Yeah. Getting older without a diagnosis is really difficult (she goes on to qualify, by the way, that having a diagnosis comes with its own pros and cons---we're certainly not saying that having a diagnosis is a cakewalk, just that it sure can be handy when you need it). It's something that would keep me up at night, if I allowed myself to think about it for more than two minutes at a time.

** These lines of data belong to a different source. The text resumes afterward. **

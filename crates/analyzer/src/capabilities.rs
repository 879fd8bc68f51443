//! Capability recording and union refinement
//!
//! While the final propagation pass runs, the engine records which attributes are accessed on
//! bare names and how values flow between symbols. A symbol holding a union of several instance
//! types can then be narrowed to the disjuncts that actually support what the code does with it.

use crate::symbol::{SymbolId, SymbolRef};
use crate::value::{Value, ValueContext};
use indexmap::{IndexMap, IndexSet};
use lantern_core::AnalysisError;

#[derive(Debug, Default)]
pub struct CapabilityRecorder {
    symbols: IndexMap<SymbolId, SymbolRef>,
    attrs: IndexMap<SymbolId, IndexSet<String>>,
    forward: IndexMap<SymbolId, IndexSet<SymbolId>>,
    backward: IndexMap<SymbolId, IndexSet<SymbolId>>,
}

impl CapabilityRecorder {
    pub fn new() -> Self {
        Self::default()
    }

    /// `symbol.attr` was read or written
    pub fn record_attr(&mut self, symbol: &SymbolRef, attr: &str) {
        self.symbols.entry(symbol.id()).or_insert_with(|| symbol.clone());
        self.attrs.entry(symbol.id()).or_default().insert(attr.to_string());
    }

    /// A value flows from `src` into `dst`
    pub fn record_flow(&mut self, src: &SymbolRef, dst: &SymbolRef) {
        if src.id() == dst.id() {
            return;
        }
        self.symbols.entry(src.id()).or_insert_with(|| src.clone());
        self.symbols.entry(dst.id()).or_insert_with(|| dst.clone());
        self.forward.entry(src.id()).or_default().insert(dst.id());
        self.backward.entry(dst.id()).or_default().insert(src.id());
    }

    /// Attributes recorded per symbol
    pub fn capabilities(&self) -> &IndexMap<SymbolId, IndexSet<String>> {
        &self.attrs
    }

    pub fn forward_graph(&self) -> &IndexMap<SymbolId, IndexSet<SymbolId>> {
        &self.forward
    }

    pub fn backward_graph(&self) -> &IndexMap<SymbolId, IndexSet<SymbolId>> {
        &self.backward
    }

    pub fn symbol(&self, id: SymbolId) -> Option<&SymbolRef> {
        self.symbols.get(&id)
    }

    pub fn is_empty(&self) -> bool {
        self.attrs.is_empty() && self.forward.is_empty()
    }
}

/// Narrow multi-disjunct symbols to the disjuncts that best support their recorded attributes
///
/// Attributes supported by every disjunct, or by none, say nothing and are ignored. Among the
/// rest, a disjunct scores one point per attribute it supports and only the top scorers are kept.
/// Returns the number of symbols narrowed.
pub fn refine_unions(ctx: &ValueContext<'_>, recorder: &CapabilityRecorder) -> Result<usize, AnalysisError> {
    let mut refined = 0;
    for (id, attrs) in recorder.capabilities() {
        let Some(symbol) = recorder.symbol(*id) else { continue };
        let value = symbol.value();
        let disjuncts = value.disjuncts();
        if disjuncts.len() < 2 {
            continue;
        }

        let mut scores = vec![0usize; disjuncts.len()];
        let mut informative = false;
        for attr in attrs {
            let mut support = Vec::with_capacity(disjuncts.len());
            for disjunct in disjuncts {
                support.push(ctx.has_attr(disjunct, attr)?);
            }
            let count = support.iter().filter(|s| **s).count();
            if count == 0 || count == disjuncts.len() {
                continue;
            }
            informative = true;
            for (score, supported) in scores.iter_mut().zip(&support) {
                if *supported {
                    *score += 1;
                }
            }
        }
        if !informative {
            continue;
        }

        let best = scores.iter().copied().max().unwrap_or(0);
        let kept = Value::unite(disjuncts.iter().zip(&scores).filter(|(_, s)| **s == best).map(|(d, _)| d.clone()));
        tracing::debug!("Refined {} from {} to {}", symbol.address(), value, kept);
        symbol.put(kept);
        refined += 1;
    }
    Ok(refined)
}

#[cfg(test)]
mod tests {
    use super::*;
    use crate::graph::MemoryGraph;
    use crate::symbol::{Address, Symbol};
    use crate::value::SourceClass;
    use lantern_core::CancelHandle;
    use lantern_parser::NodeId;

    fn class_with(name: &str, members: &[&str]) -> std::rc::Rc<SourceClass> {
        let class = SourceClass::new(NodeId::fresh(), name, Address::new("/app.py", name), "app");
        for member in members {
            class.members.put(member, Value::None);
        }
        class
    }

    #[test]
    fn test_flow_edges_are_deduplicated() {
        let a = Symbol::new("a", Address::new("/app.py", "a"));
        let b = Symbol::new("b", Address::new("/app.py", "b"));
        let mut recorder = CapabilityRecorder::new();
        recorder.record_flow(&a, &b);
        recorder.record_flow(&a, &b);
        recorder.record_flow(&a, &a);
        assert_eq!(recorder.forward_graph()[&a.id()].len(), 1);
        assert!(recorder.backward_graph()[&b.id()].contains(&a.id()));
        assert!(!recorder.forward_graph().contains_key(&b.id()));
    }

    #[test]
    fn test_refinement_keeps_best_supported_disjuncts() {
        let duck = class_with("Duck", &["quack", "walk"]);
        let robot = class_with("Robot", &["walk"]);
        let x = Symbol::new("x", Address::new("/app.py", "x"));
        x.produce(&Value::unite([Value::Instance(duck.clone()), Value::Instance(robot.clone())]));

        let mut recorder = CapabilityRecorder::new();
        recorder.record_attr(&x, "quack");
        recorder.record_attr(&x, "walk");

        let graph = MemoryGraph::default();
        let handle = CancelHandle::new();
        let ctx = ValueContext::new(&graph, &handle);
        assert_eq!(refine_unions(&ctx, &recorder).unwrap(), 1);
        assert_eq!(x.value().to_string(), "instance Duck");

        duck.clear();
        robot.clear();
    }

    #[test]
    fn test_uninformative_attributes_do_not_refine() {
        let a = class_with("A", &["shared"]);
        let b = class_with("B", &["shared"]);
        let x = Symbol::new("x", Address::new("/app.py", "x"));
        x.produce(&Value::unite([Value::Instance(a.clone()), Value::Instance(b.clone())]));

        let mut recorder = CapabilityRecorder::new();
        recorder.record_attr(&x, "shared");
        recorder.record_attr(&x, "nobody_has_this");

        let graph = MemoryGraph::default();
        let handle = CancelHandle::new();
        let ctx = ValueContext::new(&graph, &handle);
        assert_eq!(refine_unions(&ctx, &recorder).unwrap(), 0);
        assert_eq!(x.value().disjuncts().len(), 2);

        a.clear();
        b.clear();
    }
}
#[cfg(test)]
mod tests {
    use super::*;

    fn parse(source: &str) -> Vec<AstNode> {
        let mut parser = PythonParser::new().unwrap();
        match parser.parse_module(source).unwrap() {
            AstNode::Module { body } => body,
            other => panic!("Expected module, got {other:?}"),
        }
    }

    fn single(source: &str) -> AstNode {
        let mut body = parse(source);
        assert_eq!(body.len(), 1, "expected one statement in {source:?}: {body:?}");
        body.remove(0)
    }

    #[test]
    fn test_parser_creation() {
        assert!(PythonParser::new().is_ok());
    }

    #[test]
    fn test_empty_source() {
        assert!(parse("").is_empty());
        assert!(parse("# just a comment\n").is_empty());
    }

    #[test]
    fn test_chained_assignment_collects_targets() {
        match single("a = b = 1") {
            AstNode::Assignment { targets, value } => {
                assert_eq!(targets, vec![AstNode::identifier("a"), AstNode::identifier("b")]);
                assert_eq!(*value, AstNode::Literal { value: Literal::Integer(Some(1)) });
            }
            other => panic!("Expected assignment, got {other:?}"),
        }
    }

    #[test]
    fn test_destructuring_target() {
        match single("a, b = [1, 2]") {
            AstNode::Assignment { targets, value } => {
                assert!(matches!(&targets[0], AstNode::Tuple { elements } if elements.len() == 2));
                assert!(matches!(*value, AstNode::List { ref elements } if elements.len() == 2));
            }
            other => panic!("Expected assignment, got {other:?}"),
        }
    }

    #[test]
    fn test_annotated_assignment() {
        match single("x: int = 5") {
            AstNode::AnnotatedAssignment { target, annotation, value } => {
                assert_eq!(*target, AstNode::identifier("x"));
                assert_eq!(*annotation, AstNode::identifier("int"));
                assert!(value.is_some());
            }
            other => panic!("Expected annotated assignment, got {other:?}"),
        }
    }

    #[test]
    fn test_augmented_assignment() {
        match single("total += 1") {
            AstNode::AugAssignment { op, .. } => assert_eq!(op, BinaryOperator::Add),
            other => panic!("Expected augmented assignment, got {other:?}"),
        }
    }

    #[test]
    fn test_function_parameters() {
        let source = "def f(self, a, b=1, *args, c: int, d=2, **kw) -> str:\n    return a\n";
        match single(source) {
            AstNode::FunctionDef { name, params, returns, body, .. } => {
                assert_eq!(name, "f");
                let names: Vec<_> = params.params.iter().map(|p| p.name.as_str()).collect();
                assert_eq!(names, vec!["self", "a", "b", "c", "d"]);
                assert!(params.params[2].default.is_some());
                assert!(!params.params[2].keyword_only);
                assert!(params.params[3].keyword_only);
                assert!(params.params[3].annotation.is_some());
                assert_eq!(params.vararg.as_ref().map(|v| v.name.as_str()), Some("args"));
                assert_eq!(params.kwarg.as_ref().map(|v| v.name.as_str()), Some("kw"));
                assert_eq!(returns.as_deref(), Some(&AstNode::identifier("str")));
                assert!(matches!(body[0], AstNode::Return { value: Some(_) }));
            }
            other => panic!("Expected function, got {other:?}"),
        }
    }

    #[test]
    fn test_keyword_only_marker() {
        match single("def f(a, *, b):\n    pass\n") {
            AstNode::FunctionDef { params, .. } => {
                assert!(params.vararg.is_none());
                assert!(!params.params[0].keyword_only);
                assert!(params.params[1].keyword_only);
            }
            other => panic!("Expected function, got {other:?}"),
        }
    }

    #[test]
    fn test_decorated_definition_keeps_expressions() {
        let source = "class A:\n    @property\n    def x(self):\n        return 1\n    @x.setter\n    def x(self, v):\n        pass\n";
        match single(source) {
            AstNode::ClassDef { body, .. } => {
                match &body[0] {
                    AstNode::FunctionDef { decorators, .. } => assert_eq!(decorators, &vec![AstNode::identifier("property")]),
                    other => panic!("Expected function, got {other:?}"),
                }
                match &body[1] {
                    AstNode::FunctionDef { decorators, .. } => {
                        assert!(matches!(&decorators[0], AstNode::Attribute { attribute, .. } if attribute == "setter"))
                    }
                    other => panic!("Expected function, got {other:?}"),
                }
            }
            other => panic!("Expected class, got {other:?}"),
        }
    }

    #[test]
    fn test_class_bases_and_keywords() {
        match single("class A(B, mod.C, metaclass=Meta):\n    pass\n") {
            AstNode::ClassDef { name, bases, keywords, .. } => {
                assert_eq!(name, "A");
                assert_eq!(bases.len(), 2);
                assert_eq!(keywords[0].name, "metaclass");
            }
            other => panic!("Expected class, got {other:?}"),
        }
    }

    #[test]
    fn test_definition_ids_are_unique() {
        let body = parse("def a():\n    pass\ndef b():\n    pass\n");
        let ids: Vec<_> = body.iter().filter_map(AstNode::node_id).collect();
        assert_eq!(ids.len(), 2);
        assert_ne!(ids[0], ids[1]);
    }

    #[test]
    fn test_imports() {
        match single("import os.path as p, sys") {
            AstNode::Import { names } => {
                assert_eq!(names[0].path, vec!["os", "path"]);
                assert_eq!(names[0].alias.as_deref(), Some("p"));
                assert_eq!(names[1].path, vec!["sys"]);
            }
            other => panic!("Expected import, got {other:?}"),
        }
        match single("from ..pkg.mod import a as b, c") {
            AstNode::ImportFrom { dots, module, names, wildcard } => {
                assert_eq!(dots, 2);
                assert_eq!(module, vec!["pkg", "mod"]);
                assert_eq!(names.len(), 2);
                assert_eq!(names[0].alias.as_deref(), Some("b"));
                assert!(!wildcard);
            }
            other => panic!("Expected import from, got {other:?}"),
        }
        match single("from . import *") {
            AstNode::ImportFrom { dots, module, wildcard, .. } => {
                assert_eq!(dots, 1);
                assert!(module.is_empty());
                assert!(wildcard);
            }
            other => panic!("Expected import from, got {other:?}"),
        }
    }

    #[test]
    fn test_call_arguments() {
        match single("f(1, x, key=2, *rest, **opts)") {
            AstNode::Call { args, keywords, starargs, kwargs, .. } => {
                assert_eq!(args.len(), 2);
                assert_eq!(keywords[0].name, "key");
                assert_eq!(starargs.as_deref(), Some(&AstNode::identifier("rest")));
                assert_eq!(kwargs.as_deref(), Some(&AstNode::identifier("opts")));
            }
            other => panic!("Expected call, got {other:?}"),
        }
    }

    #[test]
    fn test_comparison_operators() {
        match single("a not in b") {
            AstNode::Compare { ops, .. } => assert_eq!(ops, vec![CompareOperator::NotIn]),
            other => panic!("Expected comparison, got {other:?}"),
        }
        match single("a is not None") {
            AstNode::Compare { ops, .. } => assert_eq!(ops, vec![CompareOperator::IsNot]),
            other => panic!("Expected comparison, got {other:?}"),
        }
        match single("a < b <= c") {
            AstNode::Compare { ops, comparators, .. } => {
                assert_eq!(ops, vec![CompareOperator::Lt, CompareOperator::LtE]);
                assert_eq!(comparators.len(), 2);
            }
            other => panic!("Expected comparison, got {other:?}"),
        }
    }

    #[test]
    fn test_literals() {
        assert_eq!(single("0x10"), AstNode::Literal { value: Literal::Integer(Some(16)) });
        assert_eq!(single("1_000"), AstNode::Literal { value: Literal::Integer(Some(1000)) });
        assert_eq!(single("99999999999999999999"), AstNode::Literal { value: Literal::Integer(None) });
        assert_eq!(single("1.5"), AstNode::Literal { value: Literal::Float });
        assert_eq!(single("2j"), AstNode::Literal { value: Literal::Complex });
        assert_eq!(single("'a\\tb'"), AstNode::Literal { value: Literal::Str("a\tb".to_string()) });
        assert_eq!(single("'a' 'b'"), AstNode::Literal { value: Literal::Str("ab".to_string()) });
        assert_eq!(single("b'x'"), AstNode::Literal { value: Literal::Bytes });
    }

    #[test]
    fn test_fstring_keeps_interpolations() {
        match single("f'{name}: {value + 1}'") {
            AstNode::FormattedString { values } => {
                assert_eq!(values.len(), 2);
                assert_eq!(values[0], AstNode::identifier("name"));
            }
            other => panic!("Expected f-string, got {other:?}"),
        }
    }

    #[test]
    fn test_comprehension_clauses() {
        match single("[x * y for x in a if x for y in b]") {
            AstNode::ListComp { generators, .. } => {
                assert_eq!(generators.len(), 2);
                assert_eq!(generators[0].ifs.len(), 1);
                assert!(generators[1].ifs.is_empty());
            }
            other => panic!("Expected list comprehension, got {other:?}"),
        }
        assert!(matches!(single("{k: v for k, v in items}"), AstNode::DictComp { .. }));
        assert!(matches!(single("sum(x for x in xs)"), AstNode::Call { ref args, .. } if matches!(args[0], AstNode::GeneratorExp { .. })));
    }

    #[test]
    fn test_control_flow_statements() {
        let source = "if a:\n    x = 1\nelif b:\n    x = 2\nelse:\n    x = 3\n";
        match single(source) {
            AstNode::If { branches, else_body } => {
                assert_eq!(branches.len(), 2);
                assert_eq!(else_body.len(), 1);
            }
            other => panic!("Expected if, got {other:?}"),
        }

        let source = "try:\n    pass\nexcept ValueError as e:\n    pass\nfinally:\n    done()\n";
        match single(source) {
            AstNode::Try { handlers, finally_body, .. } => {
                assert_eq!(handlers[0].exception_type, Some(AstNode::identifier("ValueError")));
                assert_eq!(handlers[0].name, Some(AstNode::identifier("e")));
                assert_eq!(finally_body.len(), 1);
            }
            other => panic!("Expected try, got {other:?}"),
        }

        match single("with open(p) as f, lock:\n    pass\n") {
            AstNode::With { items, .. } => {
                assert_eq!(items.len(), 2);
                assert_eq!(items[0].target, Some(AstNode::identifier("f")));
                assert!(items[1].target.is_none());
            }
            other => panic!("Expected with, got {other:?}"),
        }
    }

    #[test]
    fn test_yield_and_lambda() {
        match single("def g():\n    yield 1\n") {
            AstNode::FunctionDef { body, .. } => {
                assert!(matches!(body[0], AstNode::Yield { value: Some(_), from: false }))
            }
            other => panic!("Expected function, got {other:?}"),
        }
        match single("f = lambda a, b=2: a") {
            AstNode::Assignment { value, .. } => match *value {
                AstNode::Lambda { params, .. } => assert_eq!(params.params.len(), 2),
                other => panic!("Expected lambda, got {other:?}"),
            },
            other => panic!("Expected assignment, got {other:?}"),
        }
    }

    #[test]
    fn test_error_recovery_produces_bad_nodes() {
        let mut parser = PythonParser::new().unwrap();
        let ast = parser.parse_module("x = (1,\ny = 2\n").unwrap();
        assert!(matches!(ast, AstNode::Module { .. }));
    }

    #[test]
    fn test_debug_tree() {
        let mut parser = PythonParser::new().unwrap();
        let parsed = parser.parse("x = 1").unwrap();
        let tree = parser.debug_tree(&parsed);
        assert!(tree.contains("module"));
        assert!(tree.contains("assignment"));
    }

    #[test]
    fn test_unescape() {
        assert_eq!(unescape("a\\nb"), "a\nb");
        assert_eq!(unescape("\\d+"), "\\d+");
    }

    #[test]
    fn test_parse_integer_radix() {
        assert_eq!(parse_integer("0o17"), Some(15));
        assert_eq!(parse_integer("0b101"), Some(5));
        assert_eq!(parse_integer("10L"), Some(10));
    }
}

There are other challenging things about not having a diagnosis, too. One that gets under my skin is the skepticism that can come from inquiring minds. Maybe someone that has a child with disability and is asking about Maya, or maybe it's from someone within the education/services world, or maybe we're visiting a new doctor . . . and when I say "She has a undiagnosed genetic syndrome" there's a flash, a little lightening bolt that flits through many of their eyes. Some hide it better, while some fully commit with a raised eyebrow, but there's often a flicker of Oh, come on, don't beat around the bush, just tell me or Haven't you even taken her to get checked out or If it's 'undiagnosed' then how do you know it's genetic or whatever.
You know what's especially biting about those skeptical folks?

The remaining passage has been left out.